Jewish people were made to wear a yellow Star of David by the Nazi regime in the Second World War. Similarly, in 1215 the Lateran Council ordered Jews to wear a yellow circle to identify themselves. It was probably small comfort for these persecuted people that they believed yellow to be synonymous with beauty. In tenth-century France, the doors of criminals were painted yellow. Conversely, in the fourteenth century, the yellow chrysanthemum was worn by warriors as a symbol of courage.

Because leaves turn yellow and then to black with the onset of fall, in several places, including Ancient Egypt, yellow is a color of mourning. A yellow cross was painted on doors as a sign of the plague, possibly for the same reasons, and even today yellow marks off a quarantined area.

The Claddagh symbol features a heart held by a pair of hands. A crown usually surmounts the heart. These features represent love, friendship, and loyalty.

CLAVICLE

See Key.

COMPASSES

See Freemasonry.

CORN DOLLY

These days, the corn dolly generally gathers dust in gift shops, an innocuous souvenir for tourists in rural areas, particularly in the United Kingdom.
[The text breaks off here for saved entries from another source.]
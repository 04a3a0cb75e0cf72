// SPDX-License-Identifier: BUSL-1.1
// Copyright (c) 2026 Alfred Jean LLC

//! Server-side bridge between the ttyd browser terminal client and a local
//! child process attached to a PTY.
//!
//! A single upgraded connection (HTTP/1.1 Upgrade or HTTP/2 extended
//! CONNECT) carries WebSocket binary frames in both directions: terminal
//! output to the client, keystrokes and control messages to the PTY, plus
//! window title, client preferences, and resize metadata. The optional
//! `permessage-deflate` extension is supported in all four context-takeover
//! combinations.

pub mod auth;
pub mod codec;
pub mod conn;
pub mod error;
pub mod handler;
pub mod protocol;
pub mod pty;
pub mod session;
pub mod transport;
pub mod upgrade;

pub use auth::{
    serve_token, BasicAuthTokenHandler, ProxyHeaderTokenHandler, TokenHandler,
    UnprotectedTokenHandler,
};
pub use codec::deflate::DeflateParams;
pub use error::{Error, Result};
pub use handler::{CompressionMode, Handler, Options};
pub use protocol::CloseCode;
pub use pty::SpawnCommand;
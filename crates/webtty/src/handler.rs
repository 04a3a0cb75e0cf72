// SPDX-License-Identifier: BUSL-1.1
// Copyright (c) 2026 Alfred Jean LLC

//! Public construction surface: the per-route [`Handler`] with its option
//! table, the upgrade entry point, and an `attach` escape hatch for
//! transports upgraded by other means.

use std::sync::Arc;
use std::time::Duration;

use axum::body::Body;
use axum::extract::Request;
use axum::http::Response;
use hyper_util::rt::TokioIo;
use tracing::debug;

use crate::auth::{TokenHandler, UnprotectedTokenHandler};
use crate::codec::deflate::DeflateParams;
use crate::conn;
use crate::pty::SpawnCommand;
use crate::session::{Daemon, SessionConfig, WRITE_BUFFER_SIZE};
use crate::transport::BoxedSessionStream;
use crate::upgrade::{self, Accepted, PendingTransport};

/// Whether and how permessage-deflate is offered to clients.
#[derive(Debug, Clone, Copy, Default, PartialEq, Eq)]
pub enum CompressionMode {
    /// Never negotiate compression.
    #[default]
    Disabled,
    /// Accept compression, retaining the sliding window across messages in
    /// both directions unless the client asks otherwise.
    ContextTakeover,
    /// Accept compression, resetting both directions per message.
    NoContextTakeover,
    /// Accept compression with explicit parameters.
    Custom(DeflateParams),
}

impl CompressionMode {
    fn requested(self) -> Option<DeflateParams> {
        match self {
            Self::Disabled => None,
            Self::ContextTakeover => Some(DeflateParams::default()),
            Self::NoContextTakeover => Some(DeflateParams {
                server_no_context_takeover: true,
                client_no_context_takeover: true,
            }),
            Self::Custom(params) => Some(params),
        }
    }
}

/// Handler options. Defaults: read-only sessions, no compression, message
/// size limit 4096, default window title, no keepalive.
#[derive(Debug, Clone)]
pub struct Options {
    writable: bool,
    compression: CompressionMode,
    compression_level: i32,
    client_options: Option<serde_json::Map<String, serde_json::Value>>,
    message_size_limit: i64,
    title: Option<String>,
    ping_interval: Option<Duration>,
}

impl Default for Options {
    fn default() -> Self {
        Self {
            writable: false,
            compression: CompressionMode::Disabled,
            compression_level: 0,
            client_options: None,
            message_size_limit: 4096,
            title: None,
            ping_interval: None,
        }
    }
}

impl Options {
    pub fn new() -> Self {
        Self::default()
    }

    /// Forward client INPUT messages to the PTY.
    pub fn writable(mut self, writable: bool) -> Self {
        self.writable = writable;
        self
    }

    pub fn compression(mut self, mode: CompressionMode) -> Self {
        self.compression = mode;
        self
    }

    /// DEFLATE level for negotiated sessions; out-of-range values and 0 use
    /// the library default.
    pub fn compression_level(mut self, level: i32) -> Self {
        self.compression_level = level;
        self
    }

    /// Options sent to the client in the initial SET_PREFERENCE message.
    pub fn client_options(
        mut self,
        options: serde_json::Map<String, serde_json::Value>,
    ) -> Self {
        self.client_options = Some(options);
        self
    }

    /// Maximum assembled message size in bytes; zero or negative disables
    /// the limit.
    pub fn message_size_limit(mut self, limit: i64) -> Self {
        self.message_size_limit = limit;
        self
    }

    /// Window title; defaults to `"<argv joined by space> (<hostname>)"`.
    pub fn title(mut self, title: impl Into<String>) -> Self {
        self.title = Some(title.into());
        self
    }

    /// Emit a ping frame at this cadence; a zero duration disables it.
    pub fn ping_interval(mut self, interval: Duration) -> Self {
        self.ping_interval = if interval.is_zero() { None } else { Some(interval) };
        self
    }
}

/// Handles each ttyd session on an incoming route.
pub struct Handler {
    command: SpawnCommand,
    token_handler: Arc<dyn TokenHandler>,
    options: Options,
}

impl Handler {
    /// Handler over a fixed command with no authentication.
    pub fn new(command: SpawnCommand, options: Options) -> Self {
        let token_handler = Arc::new(UnprotectedTokenHandler::new(command.clone()));
        Self { command, token_handler, options }
    }

    /// Handler with a custom token authority. `command` still seeds the
    /// default window title; the authority decides what actually runs.
    pub fn with_token_handler(
        command: SpawnCommand,
        token_handler: Arc<dyn TokenHandler>,
        options: Options,
    ) -> Self {
        Self { command, token_handler, options }
    }

    pub fn token_handler(&self) -> &Arc<dyn TokenHandler> {
        &self.token_handler
    }

    /// Upgrade the request (HTTP/1.1 Upgrade or HTTP/2 extended CONNECT) and
    /// serve the ttyd protocol on the resulting transport.
    pub async fn serve(self: Arc<Self>, req: Request) -> Response<Body> {
        let Accepted { response, transport, deflate } =
            match upgrade::upgrade(req, self.options.compression.requested()) {
                Ok(accepted) => accepted,
                Err(response) => return response,
            };

        match transport {
            PendingTransport::H2(stream) => {
                let stream: BoxedSessionStream = stream;
                self.attach(stream, deflate);
            }
            PendingTransport::H1(on_upgrade) => {
                let handler = Arc::clone(&self);
                tokio::spawn(async move {
                    match on_upgrade.await {
                        Ok(upgraded) => {
                            handler
                                .run_session(Box::new(TokioIo::new(upgraded)), deflate)
                                .await;
                        }
                        Err(err) => debug!(error = %err, "websocket upgrade failed"),
                    }
                });
            }
        }
        response
    }

    /// Serve the ttyd protocol on a transport upgraded through other means.
    /// `deflate` carries the extension parameters if permessage-deflate was
    /// negotiated during that handshake.
    pub fn attach(
        self: &Arc<Self>,
        stream: BoxedSessionStream,
        deflate: Option<DeflateParams>,
    ) -> tokio::task::JoinHandle<()> {
        let handler = Arc::clone(self);
        tokio::spawn(async move { handler.run_session(stream, deflate).await })
    }

    async fn run_session(self: Arc<Self>, stream: BoxedSessionStream, deflate: Option<DeflateParams>) {
        let compression = deflate.map(|params| (params, self.options.compression_level));
        let (reader, writer) = conn::split(
            stream,
            self.options.message_size_limit,
            compression,
            WRITE_BUFFER_SIZE,
        );

        let title = match &self.options.title {
            Some(title) => title.clone(),
            None => format!("{} ({})", self.command.command_line(), hostname()),
        };

        let daemon = Daemon::new(
            reader,
            writer,
            Arc::clone(&self.token_handler),
            SessionConfig {
                writable: self.options.writable,
                client_options: self.options.client_options.clone(),
                title,
                ping_interval: self.options.ping_interval,
            },
        );
        daemon.run().await;
    }
}

fn hostname() -> String {
    nix::unistd::gethostname()
        .map(|name| name.to_string_lossy().into_owned())
        .unwrap_or_default()
}
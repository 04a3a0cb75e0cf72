// SPDX-License-Identifier: BUSL-1.1
// Copyright (c) 2026 Alfred Jean LLC

use std::fmt;
use std::io;

/// Errors surfaced by the frame codec, the compression layer, and the
/// session daemon. Everything a session hits ends up funneled into cleanup,
/// which maps the error onto a close code.
#[derive(Debug)]
pub enum Error {
    /// The peer violated the WebSocket protocol (unmasked client frame,
    /// reserved bits, malformed header).
    Protocol(&'static str),
    /// An assembled message would exceed the configured size limit.
    FrameTooLarge,
    /// The peer sent a close frame or the transport reached EOF.
    PeerClosed,
    /// Transport or PTY I/O failure.
    Io(io::Error),
    /// DEFLATE stream corruption on the compression layer.
    Deflate(String),
    /// Malformed JSON in a resize or session-start message.
    Json(serde_json::Error),
    /// The token authority returned no command for the presented token.
    Denied,
    /// The child process could not be spawned on a PTY.
    Spawn(io::Error),
}

pub type Result<T> = std::result::Result<T, Error>;

impl fmt::Display for Error {
    fn fmt(&self, f: &mut fmt::Formatter<'_>) -> fmt::Result {
        match self {
            Self::Protocol(what) => write!(f, "protocol violation: {what}"),
            Self::FrameTooLarge => f.write_str("message exceeds size limit"),
            Self::PeerClosed => f.write_str("peer closed the connection"),
            Self::Io(err) => write!(f, "i/o error: {err}"),
            Self::Deflate(what) => write!(f, "deflate error: {what}"),
            Self::Json(err) => write!(f, "invalid json payload: {err}"),
            Self::Denied => f.write_str("token rejected by the authority"),
            Self::Spawn(err) => write!(f, "failed to spawn child on pty: {err}"),
        }
    }
}

impl std::error::Error for Error {
    fn source(&self) -> Option<&(dyn std::error::Error + 'static)> {
        match self {
            Self::Io(err) | Self::Spawn(err) => Some(err),
            Self::Json(err) => Some(err),
            _ => None,
        }
    }
}

impl From<io::Error> for Error {
    fn from(err: io::Error) -> Self {
        Self::Io(err)
    }
}

impl From<serde_json::Error> for Error {
    fn from(err: serde_json::Error) -> Self {
        Self::Json(err)
    }
}

#[cfg(test)]
#[path = "error_tests.rs"]
mod tests;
However, its origins as a powerful magical symbol go back thousands of years to pre-Christian times. It may come as a surprise that the corn dolly hanging on the kitchen wall can trace its roots back to a particularly bloody ritual.

In any agrarian culture, the success of the crop is all-important and in Northern Europe the harvest produce was essential to survival during the winter period. It was the generally held belief that the spirit of the harvest—in this case, the versatile grain crop—resided in the plant, and once the plant was cut down then the spirit effectively became homeless. In order to provide a new home for this spirit, the farmers made a corn dolly from the very last stalks of the crop. The dolly would spend her time indoors over the winter, waiting to be ploughed back into the ground at the start of the new season. In places where the corn dolly custom was not established, the last few stalks of corn were violently beaten into the ground, thus driving the spirit back into the Earth.

The dolly was made into the shape of an old woman, representing the Crone aspect of the Harvest Goddess. She was drenched in water as a further propitiation to the Gods and to ensure that plenty of rain would feed the harvest to come. Different areas had different styles of corn dollies.

However, the custom of preserving the spirit of the harvest was not always carried out in such a genteel way. The Phrygians, who lived in central Asia Minor and worshipped the Mother of the Gods, Cybele, carried out a different sort of ceremony. Their “corn dolly” was formed from thickly plaited sheaves of corn formed into a tall column. Any stranger found in the vicinity was captured in the belief that his presence there would mean that the spirit of the harvest had possessed his body and caused him to wander into the area. The hapless stranger was then trapped within this cage of corn and then beheaded in the belief that the blood that fell upon the ground contained the valuable “soul” of the crop.

CORNICELLO

An amulet designed to protect the wearer, the cornicello features the effigy of the horn, is made of horn, or is horn-shaped. “Cornicello” comes from an Italian word meaning “little horn.”

CORNUCOPIA

Also called the Horn of Plenty, the cornucopia is often depicted in paintings and on friezes where it symbolizes the notion of boundless abundance, as flowers, fruits, sheaves of wheat, and other produce spill out of a hollow horn or a twisting basket woven in the shape of the horn. The origin of the cornucopia is found in the Greek myth of Amalthea. Amalthea fed the infant Zeus a drink of goat’s milk and was given the brimming goat’s horn as a reward. Sometimes the infant Zeus is depicted being fed the milk from the horn itself. The Cornucopia, as a symbol of a bounteous harvest, is also associated with Ceres, the Goddess of corn, and also with Fortuna, Goddess of good fortune.

The idea of a bottomless, bounteous container has similarities to the symbol of the cauldron.

COSMIC EGG

See Egg.

COSMOGRAM

This is a flat graphic symbol that represents the cosmos, and is often used as a meditative focus. The mandala is a cosmogram, as are the elaborate depictions of tortoises holding up the planet.